Da un punto di vista sintomatologico, secondo il DSM 5, il Manale Diagnostico e Statistico dei Disturbi Mentali, si parla di disturbo delirante in presenza di uno o più deliri non attribuibili ad altre condizioni mediche, all'abuso di sostanze o ad altri disturbi mentali e della durata di almeno un mese.
La presenza del delirio è il sintomo più eclatante, ma questo può essere accompagnato da altri sintomi come un'alterazione dell'affettività, comparsa di irritabilità, deflessione dell'umore e/o mania, disturbi del sonno, dispercezioni di tipo allucinatorio, ossia percezioni vivide e chiare di qualcosa che non esiste, che si manifestano, cioè, senza uno stimolo esterno reale, senza che chi li sperimenta possa averne il controllo volontario e in presenza di un apparato sensoriale integro.
Il disturbo delirante ha un andamento tipicamente cronico, con fasi di remissione e di riacutizzazione, in parte riconducibili a fattori insiti nel disturbo stesso ed in parte dovuti alla interruzione della terapia farmacologica.
Il caso clinico
Roberto è un uomo di trentacinque anni. Lavora ed ha uno stipendio che gli consentirebbe di vivere da solo, ma preferisce vivere ancora con la famiglia di origine. Non ha una buona rete sociale, al di fuori dei soliti amici del bar. Quando lo vedo per la prima volta in ambulatorio appare piuttosto mutacico, fa fatica a fidarsi ed a raccontare della sua vita. Appare tranquillo ma ben presto mi accorgo che è solo un'apparenza.
Dopo una mezz' oretta di colloquio, durante il quale è emerso poco o nulla, comincia a guardarsi attorno, poi osserva il mio cellulare e mi chiede se stessi registrando il colloquio. Rassicurato dalla mia risposta negativa, aggiunge che, invece, gli è parso che sul posto di lavoro siano state installate delle microspie per verificare che lui lavori o meno e questo gli sembra strano, perchè ha sempre fatto il suo dovere, ma, probabilmente, visto che ultimamente ha chiesto un aumento di stipendio, perchè è molto bravo, "loro", invece, vogliono dimostrargli che non è vero. Anzi, forse, vogliono addirittura licenziarlo.

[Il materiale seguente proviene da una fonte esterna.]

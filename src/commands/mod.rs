//! Command implementations for the `cqrsgen` CLI.

/// Feature generation — `cqrsgen add feature <name>`.
///
/// Generates the command/query, handler, optional validator and the
/// request/response classes, then optionally wires an endpoint method
/// into an existing controller via [`crate::augment`].
pub mod feature;

/// Solution layout discovery.
///
/// Finds the `src` directory and the Application/Abstraction/Controllers
/// layers below the working directory.
pub mod locate;

/// Shared template helpers and code templates.
///
/// String utilities (`to_kebab_case`, `parse_properties`) plus the C#
/// source templates for feature files and the endpoint snippet.
pub mod templates;
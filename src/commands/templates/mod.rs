pub mod endpoint;
pub mod feature;

/// A `Name:Type` pair for generated request/response classes.
#[derive(Debug, Clone, PartialEq, Eq)]
pub struct PropertyDefinition {
    pub name: String,
    pub ty: String,
}

/// Parse a `Name:Type,Name:Type` property list.
///
/// Entries are trimmed; malformed entries (no `:`, empty name or type)
/// are skipped rather than rejected.
pub fn parse_properties(spec: &str) -> Vec<PropertyDefinition> {
    spec.split(',')
        .filter_map(|entry| {
            let mut parts = entry.trim().splitn(2, ':');
            let name = parts.next()?.trim();
            let ty = parts.next()?.trim();
            if name.is_empty() || ty.is_empty() {
                return None;
            }
            Some(PropertyDefinition {
                name: name.to_string(),
                ty: ty.to_string(),
            })
        })
        .collect()
}

/// Convert PascalCase to kebab-case (route names).
pub fn to_kebab_case(name: &str) -> String {
    let mut result = String::new();
    for (i, c) in name.chars().enumerate() {
        if c.is_uppercase() {
            if i > 0 {
                result.push('-');
            }
            result.push(c.to_lowercase().next().unwrap());
        } else {
            result.push(c);
        }
    }
    result
}

/// Render the property block of a generated class body.
///
/// Empty input renders an empty block so the class body stays `{}`.
pub fn properties_block(props: &[PropertyDefinition]) -> String {
    if props.is_empty() {
        return String::new();
    }

    let mut code = String::from("\n");
    for prop in props {
        code.push_str(&format!(
            "    public {} {} {{ get; set; }}\n\n",
            prop.ty, prop.name
        ));
    }
    code
}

Lo ascolto, non lo interrompo se non per delle precisazioni, cerco di “allearmi" con lui, per fargli sentire la mia presenza e l'ambulatorio, un porto sicuro di cui potersi fidare. Fissiamo un appuntamento per la settimana successiva, con il consiglio farmacologico da parte mia di un farmaco ipnoinducente, perchè Roberto riferisce di non dormire da molte notti.
Riservo il consiglio di un farmaco neurolettico al prossimo incontro per non spaventarlo e non rischiare di perdere la flebile fiducia che ha in me. Roberto si presenta all'appuntamento successivo, riferendomi di aver riposato meglio ma di essere, ora, del tutto sicuro che nella stanza dove lavora, siano state impiantate delle telecamere che lo riprendono. Gli propongo, a quel punto, un farmaco neurolettico a scopo stabilizzante dell'umore che lui stesso definisce oscillante. Lo accetta con un appuntamento per la settimana successiva.

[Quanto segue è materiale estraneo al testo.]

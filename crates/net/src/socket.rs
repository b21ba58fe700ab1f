use std::io;
use std::net::{Ipv4Addr, SocketAddrV4, UdpSocket};

use crate::address::Address;
use crate::error::NetError;

/// Non-blocking IPv4 datagram socket. The OS handle is released on drop.
#[derive(Debug)]
pub struct Socket {
    socket: UdpSocket,
    local_addr: Address,
}

impl Socket {
    /// Binds `0.0.0.0:port`; port 0 picks an ephemeral port.
    pub fn open(port: u16) -> Result<Self, NetError> {
        let socket = UdpSocket::bind(SocketAddrV4::new(Ipv4Addr::UNSPECIFIED, port))
            .map_err(|source| NetError::Bind { port, source })?;
        socket.set_nonblocking(true)?;

        let local_addr = match socket.local_addr()? {
            std::net::SocketAddr::V4(addr) => Address::from(addr),
            std::net::SocketAddr::V6(addr) => Address::from_u32(0, addr.port()),
        };

        log::debug!("udp socket bound on {}", local_addr);

        Ok(Self { socket, local_addr })
    }

    pub fn local_addr(&self) -> Address {
        self.local_addr
    }

    /// Returns true when the whole datagram was handed to the OS.
    pub fn send(&self, destination: Address, data: &[u8]) -> bool {
        if data.is_empty() {
            return false;
        }

        match self
            .socket
            .send_to(data, SocketAddrV4::from(destination))
        {
            Ok(sent) => sent == data.len(),
            Err(e) => {
                log::debug!("send to {} failed: {}", destination, e);
                false
            }
        }
    }

    /// Pops one queued datagram. `None` when nothing is queued.
    pub fn receive(&self, buf: &mut [u8]) -> Option<(usize, Address)> {
        match self.socket.recv_from(buf) {
            Ok((0, _)) => None,
            Ok((size, from)) => match Address::try_from(from) {
                Ok(sender) => Some((size, sender)),
                Err(_) => None,
            },
            Err(ref e) if e.kind() == io::ErrorKind::WouldBlock => None,
            Err(e) => {
                // ICMP unreachable surfaces here on some platforms
                log::debug!("receive on {} failed: {}", self.local_addr, e);
                None
            }
        }
    }

    pub fn join_multicast(&self, group: Ipv4Addr) -> io::Result<()> {
        self.socket
            .join_multicast_v4(&group, &Ipv4Addr::UNSPECIFIED)
    }

    pub fn leave_multicast(&self, group: Ipv4Addr) -> io::Result<()> {
        self.socket
            .leave_multicast_v4(&group, &Ipv4Addr::UNSPECIFIED)
    }
}

/// Local IPv4 address the OS would route through to reach `remote`.
/// No packet is sent.
pub fn local_ip_towards(remote: Address) -> Ipv4Addr {
    let probe = UdpSocket::bind(SocketAddrV4::new(Ipv4Addr::UNSPECIFIED, 0))
        .and_then(|socket| {
            socket.connect(SocketAddrV4::from(remote))?;
            socket.local_addr()
        });

    match probe {
        Ok(std::net::SocketAddr::V4(addr)) => *addr.ip(),
        _ => Ipv4Addr::UNSPECIFIED,
    }
}

#[cfg(test)]
mod tests {
    use super::*;

    #[test]
    fn test_receive_is_non_blocking() {
        let socket = Socket::open(0).unwrap();
        let mut buf = [0u8; 64];
        assert!(socket.receive(&mut buf).is_none());
        assert_ne!(socket.local_addr().port(), 0);
    }

    #[test]
    fn test_send_receive_loopback() {
        let a = Socket::open(0).unwrap();
        let b = Socket::open(0).unwrap();
        let b_addr = Address::new(127, 0, 0, 1, b.local_addr().port());

        assert!(a.send(b_addr, b"ping"));
        assert!(!a.send(b_addr, &[]));

        let mut buf = [0u8; 64];
        let mut received = None;
        for _ in 0..200 {
            received = b.receive(&mut buf);
            if received.is_some() {
                break;
            }
            std::thread::sleep(std::time::Duration::from_millis(1));
        }

        let (size, sender) = received.expect("no datagram received");
        assert_eq!(&buf[..size], b"ping");
        assert_eq!(sender.port(), a.local_addr().port());
    }

    #[test]
    fn test_local_ip_towards_loopback() {
        let ip = local_ip_towards(Address::new(127, 0, 0, 1, 5351));
        assert!(ip.is_loopback());
    }
}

La settimana dopo giunge puntuale, ma mi riferisce di essersi licenziato perchè la situazione era diventata insostenibile, ma il suo licenziamento non è stato accettato. Propongo di aiutarlo, telefonando al medico di medicina generale per concordare un periodo di astensione dal lavoro per malattia. Questo fu solo l'inizio, molti anni fa, del rapporto terapeutico con Roberto.
Lo seguo tuttora e la fiducia nella nostra relazione terapeutica, con un adeguato trattamento farmacologico, ha limitato molto i ricoveri ospedalieri a quelle fasi della malattia più acute non gestibili in ambulatorio.